- **Problem description**:
Gather each line containing the string "ColumnsConfig" from these entries.

- **Input material**:
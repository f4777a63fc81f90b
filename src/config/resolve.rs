use std::env;
use std::path::{Path, PathBuf};

use crate::config::{ConfigError, Settings};

pub const CONFIG_FILE_NAME: &str = ".curriculum-map.toml";
pub const CONFIG_ENV: &str = "CURRICULUM_MAP_CONFIG";
pub const TABLE_ENV: &str = "CURRICULUM_MAP_TABLE";

#[derive(Debug, Clone)]
pub struct ResolvedConfig {
    /// Config file the settings came from, if any was found.
    pub config_path: Option<PathBuf>,
    /// Directory relative table paths are resolved against.
    pub base_dir: PathBuf,
    pub settings: Settings,
}

impl ResolvedConfig {
    /// Course table location: explicit override, then `CURRICULUM_MAP_TABLE`,
    /// then `[table] path` relative to the config file.
    pub fn table_path(&self, table_override: Option<PathBuf>) -> Result<PathBuf, ConfigError> {
        let env_table = env::var(TABLE_ENV).ok().map(PathBuf::from);
        self.table_path_from(table_override.or(env_table))
    }

    fn table_path_from(&self, table_override: Option<PathBuf>) -> Result<PathBuf, ConfigError> {
        if let Some(path) = table_override {
            return Ok(path);
        }
        let configured = self
            .settings
            .table
            .path
            .as_ref()
            .ok_or(ConfigError::TableNotConfigured)?;
        let path = PathBuf::from(configured);
        if path.is_absolute() {
            Ok(path)
        } else {
            Ok(self.base_dir.join(path))
        }
    }
}

pub fn resolve_config_with_override(
    start: impl AsRef<Path>,
    config_path: Option<PathBuf>,
) -> Result<ResolvedConfig, ConfigError> {
    let env_config = env::var(CONFIG_ENV).ok().map(PathBuf::from);
    resolve_from(start.as_ref(), config_path.or(env_config))
}

pub fn load_settings(path: &Path) -> Result<Settings, ConfigError> {
    if !path.is_file() {
        return Err(ConfigError::ConfigNotFound(path.to_path_buf()));
    }

    let contents = std::fs::read_to_string(path)?;
    toml::from_str(&contents).map_err(|source| ConfigError::Toml {
        path: path.to_path_buf(),
        source,
    })
}

fn resolve_from(start: &Path, config_path: Option<PathBuf>) -> Result<ResolvedConfig, ConfigError> {
    if let Some(config_path) = config_path {
        return resolve_with_config(config_path);
    }

    match find_config_from(start) {
        Some(config_path) => resolve_with_config(config_path),
        None => {
            tracing::debug!(start = %start.display(), "no config file found, using defaults");
            Ok(ResolvedConfig {
                config_path: None,
                base_dir: start.to_path_buf(),
                settings: Settings::default(),
            })
        }
    }
}

fn resolve_with_config(config_path: PathBuf) -> Result<ResolvedConfig, ConfigError> {
    let settings = load_settings(&config_path)?;
    let base_dir = config_path
        .parent()
        .map(Path::to_path_buf)
        .unwrap_or_default();
    tracing::debug!(path = %config_path.display(), "loaded config");

    Ok(ResolvedConfig {
        config_path: Some(config_path),
        base_dir,
        settings,
    })
}

fn find_config_from(start: &Path) -> Option<PathBuf> {
    start
        .ancestors()
        .map(|ancestor| ancestor.join(CONFIG_FILE_NAME))
        .find(|candidate| candidate.is_file())
}
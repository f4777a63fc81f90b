use std::collections::HashMap;

use crate::config::LayoutConfig;
use crate::core::course::CourseCode;
use crate::graph::CourseGraph;

#[derive(Debug, Clone, Copy, PartialEq)]
pub struct Position {
    pub x: f64,
    pub y: f64,
}

/// Places courses in one column per semester, stacked downwards in table
/// order.
pub fn semester_grid(graph: &CourseGraph, config: &LayoutConfig) -> HashMap<CourseCode, Position> {
    let mut rows_per_semester: HashMap<u32, u32> = HashMap::new();
    let mut positions = HashMap::new();

    for course in graph.courses() {
        let row = rows_per_semester.entry(course.semester).or_insert(0);
        positions.insert(
            course.code.clone(),
            Position {
                x: f64::from(course.semester) * config.x_gap,
                y: -f64::from(*row) * config.y_gap,
            },
        );
        *row += 1;
    }

    positions
}

#[cfg(test)]
mod tests {
    use super::*;
    use crate::core::course::CourseRecord;
    use crate::graph::builder::build_graph;

    fn record(code: &str, semester: u32) -> CourseRecord {
        CourseRecord {
            code: CourseCode::new(code),
            title: code.to_string(),
            semester,
            prerequisites: Vec::new(),
            corequisites: Vec::new(),
        }
    }

    #[test]
    fn courses_stack_within_their_semester_column() {
        let graph = build_graph(&[
            record("AERO101", 1),
            record("MATH101", 1),
            record("AERO201", 2),
            record("PHYS101", 1),
        ])
        .expect("build graph");
        let positions = semester_grid(&graph, &LayoutConfig::default());

        assert_eq!(positions["AERO101"], Position { x: 2.0, y: 0.0 });
        assert_eq!(positions["MATH101"], Position { x: 2.0, y: -1.5 });
        assert_eq!(positions["PHYS101"], Position { x: 2.0, y: -3.0 });
        assert_eq!(positions["AERO201"], Position { x: 4.0, y: 0.0 });
    }

    #[test]
    fn gaps_come_from_config() {
        let graph = build_graph(&[record("A", 3), record("B", 3)]).expect("build graph");
        let positions = semester_grid(
            &graph,
            &LayoutConfig {
                x_gap: 1.0,
                y_gap: 2.0,
            },
        );
        assert_eq!(positions["B"], Position { x: 3.0, y: -2.0 });
    }
}
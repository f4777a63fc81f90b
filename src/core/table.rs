use std::io::Read;
use std::path::Path;

use crate::config::{ColumnsConfig, TableConfig};
use crate::core::course::{split_requirements, CourseCode, CourseRecord};
use crate::error::{CurriculumError, Result};

/// Reads the course table at `path`. Any malformed required field aborts the
/// whole load.
pub fn load_table(path: &Path, config: &TableConfig) -> Result<Vec<CourseRecord>> {
    let delimiter = config.delimiter_byte()?;
    let mut reader = reader_builder(delimiter)
        .from_path(path)
        .map_err(|source| CurriculumError::Table {
            path: path.to_path_buf(),
            source,
        })?;
    let records = read_records(&mut reader, &config.columns, path)?;
    tracing::info!(path = %path.display(), courses = records.len(), "loaded course table");
    Ok(records)
}

/// Parses an in-memory course table.
pub fn parse_table(input: &str, config: &TableConfig) -> Result<Vec<CourseRecord>> {
    let delimiter = config.delimiter_byte()?;
    let mut reader = reader_builder(delimiter).from_reader(input.as_bytes());
    read_records(&mut reader, &config.columns, Path::new("<inline>"))
}

fn reader_builder(delimiter: u8) -> csv::ReaderBuilder {
    let mut builder = csv::ReaderBuilder::new();
    builder
        .delimiter(delimiter)
        .flexible(true)
        .trim(csv::Trim::All);
    builder
}

fn read_records<R: Read>(
    reader: &mut csv::Reader<R>,
    columns: &ColumnsConfig,
    path: &Path,
) -> Result<Vec<CourseRecord>> {
    let table_error = |source| CurriculumError::Table {
        path: path.to_path_buf(),
        source,
    };
    let headers = reader.headers().map_err(table_error)?.clone();
    let layout = ColumnLayout::new(&headers, columns);

    let mut records = Vec::new();
    for (idx, row) in reader.records().enumerate() {
        let row = row.map_err(table_error)?;
        records.push(layout.parse_row(idx + 1, &row)?);
    }
    Ok(records)
}

struct ColumnLayout<'a> {
    columns: &'a ColumnsConfig,
    code: Option<usize>,
    title: Option<usize>,
    semester: Option<usize>,
    prerequisites: Option<usize>,
    corequisites: Option<usize>,
}

impl<'a> ColumnLayout<'a> {
    fn new(headers: &csv::StringRecord, columns: &'a ColumnsConfig) -> Self {
        let position = |name: &str| headers.iter().position(|header| header == name);
        Self {
            columns,
            code: position(&columns.code),
            title: position(&columns.title),
            semester: position(&columns.semester),
            prerequisites: position(&columns.prerequisites),
            corequisites: position(&columns.corequisites),
        }
    }

    fn parse_row(&self, row_number: usize, row: &csv::StringRecord) -> Result<CourseRecord> {
        let get_field = |idx: Option<usize>| {
            idx.and_then(|idx| row.get(idx))
                .map(str::trim)
                .filter(|value| !value.is_empty())
        };

        let code = get_field(self.code).ok_or_else(|| CurriculumError::MissingField {
            row: row_number,
            field: self.columns.code.clone(),
            detail: "value is empty or column is absent".to_string(),
        })?;

        let semester_raw = get_field(self.semester).ok_or_else(|| CurriculumError::MissingField {
            row: row_number,
            field: self.columns.semester.clone(),
            detail: "value is empty or column is absent".to_string(),
        })?;
        let semester = parse_semester(semester_raw).ok_or_else(|| CurriculumError::MissingField {
            row: row_number,
            field: self.columns.semester.clone(),
            detail: format!("'{semester_raw}' is not a positive integer"),
        })?;

        Ok(CourseRecord {
            code: CourseCode::new(code),
            title: get_field(self.title).unwrap_or_default().to_string(),
            semester,
            prerequisites: split_requirements(get_field(self.prerequisites)),
            corequisites: split_requirements(get_field(self.corequisites)),
        })
    }
}

/// Accepts integers and integral decimals such as `2.0`, which spreadsheet
/// exports write for numeric columns.
fn parse_semester(raw: &str) -> Option<u32> {
    let semester = match raw.parse::<u32>() {
        Ok(semester) => semester,
        Err(_) => {
            let value = raw.parse::<f64>().ok()?;
            if value.fract() != 0.0 || value < 1.0 || value > f64::from(u32::MAX) {
                return None;
            }
            value as u32
        }
    };
    (semester > 0).then_some(semester)
}

#[cfg(test)]
mod tests {
    use super::*;

    const AERO_TABLE: &str = "\
Course Code,Course Title,Semester,Prerequisites,Corequisites
AERO101,Intro,1,,
AERO201,Aerodynamics,2,AERO101,
AERO301,Flight Mech,3,\"AERO201, MATH201\",AERO999
";

    #[test]
    fn parses_rows_in_table_order() {
        let records = parse_table(AERO_TABLE, &TableConfig::default()).expect("parse table");
        let codes: Vec<_> = records.iter().map(|r| r.code.as_str()).collect();
        assert_eq!(codes, vec!["AERO101", "AERO201", "AERO301"]);

        let flight = &records[2];
        assert_eq!(flight.title, "Flight Mech");
        assert_eq!(flight.semester, 3);
        assert_eq!(flight.prerequisites, vec!["AERO201", "MATH201"]);
        assert_eq!(flight.corequisites, vec!["AERO999"]);
        assert!(records[0].prerequisites.is_empty());
    }

    #[test]
    fn requirement_columns_may_be_absent() {
        let input = "Course Code,Course Title,Semester\nAERO101,Intro,1\n";
        let records = parse_table(input, &TableConfig::default()).expect("parse table");
        assert_eq!(records.len(), 1);
        assert!(records[0].prerequisites.is_empty());
        assert!(records[0].corequisites.is_empty());
    }

    #[test]
    fn short_rows_are_tolerated() {
        let input = "\
Course Code,Course Title,Semester,Prerequisites,Corequisites
AERO101,Intro,1
";
        let records = parse_table(input, &TableConfig::default()).expect("parse table");
        assert_eq!(records[0].code.as_str(), "AERO101");
    }

    #[test]
    fn non_integer_semester_is_a_missing_field() {
        let input = "Course Code,Course Title,Semester\nAERO101,Intro,1\nAERO201,Aero,two\n";
        let err = parse_table(input, &TableConfig::default()).unwrap_err();
        match err {
            CurriculumError::MissingField { row, field, .. } => {
                assert_eq!(row, 2);
                assert_eq!(field, "Semester");
            }
            other => panic!("unexpected error: {other:?}"),
        }
    }

    #[test]
    fn integral_decimal_semester_is_accepted() {
        let input = "Course Code,Course Title,Semester\nAERO101,Intro,1.0\nAERO201,Aero,2\n";
        let records = parse_table(input, &TableConfig::default()).expect("parse table");
        assert_eq!(records[0].semester, 1);
        assert_eq!(records[1].semester, 2);

        for raw in ["2.5", "0.0", "-1", "NaN", "inf"] {
            assert_eq!(parse_semester(raw), None, "{raw} accepted");
        }
    }

    #[test]
    fn zero_semester_is_rejected() {
        let input = "Course Code,Course Title,Semester\nAERO101,Intro,0\n";
        assert!(matches!(
            parse_table(input, &TableConfig::default()),
            Err(CurriculumError::MissingField { row: 1, .. })
        ));
    }

    #[test]
    fn blank_code_is_a_missing_field() {
        let input = "Course Code,Course Title,Semester\n  ,Intro,1\n";
        match parse_table(input, &TableConfig::default()).unwrap_err() {
            CurriculumError::MissingField { field, .. } => assert_eq!(field, "Course Code"),
            other => panic!("unexpected error: {other:?}"),
        }
    }

    #[test]
    fn configured_columns_and_delimiter_are_honoured() {
        let mut config = TableConfig {
            delimiter: ";".to_string(),
            ..TableConfig::default()
        };
        config.columns.code = "Code".to_string();
        config.columns.prerequisites = "Requires".to_string();
        let input = "Code;Course Title;Semester;Requires\nA;Alpha;1;\nB;Beta;2;A\n";

        let records = parse_table(input, &config).expect("parse table");
        assert_eq!(records[1].code.as_str(), "B");
        assert_eq!(records[1].prerequisites, vec!["A"]);
    }
}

- **Solution for this problem**:
use crate::config::{ColumnsConfig, TableConfig};
    columns: &ColumnsConfig,
    columns: &'a ColumnsConfig,
    fn new(headers: &csv::StringRecord, columns: &'a ColumnsConfig) -> Self {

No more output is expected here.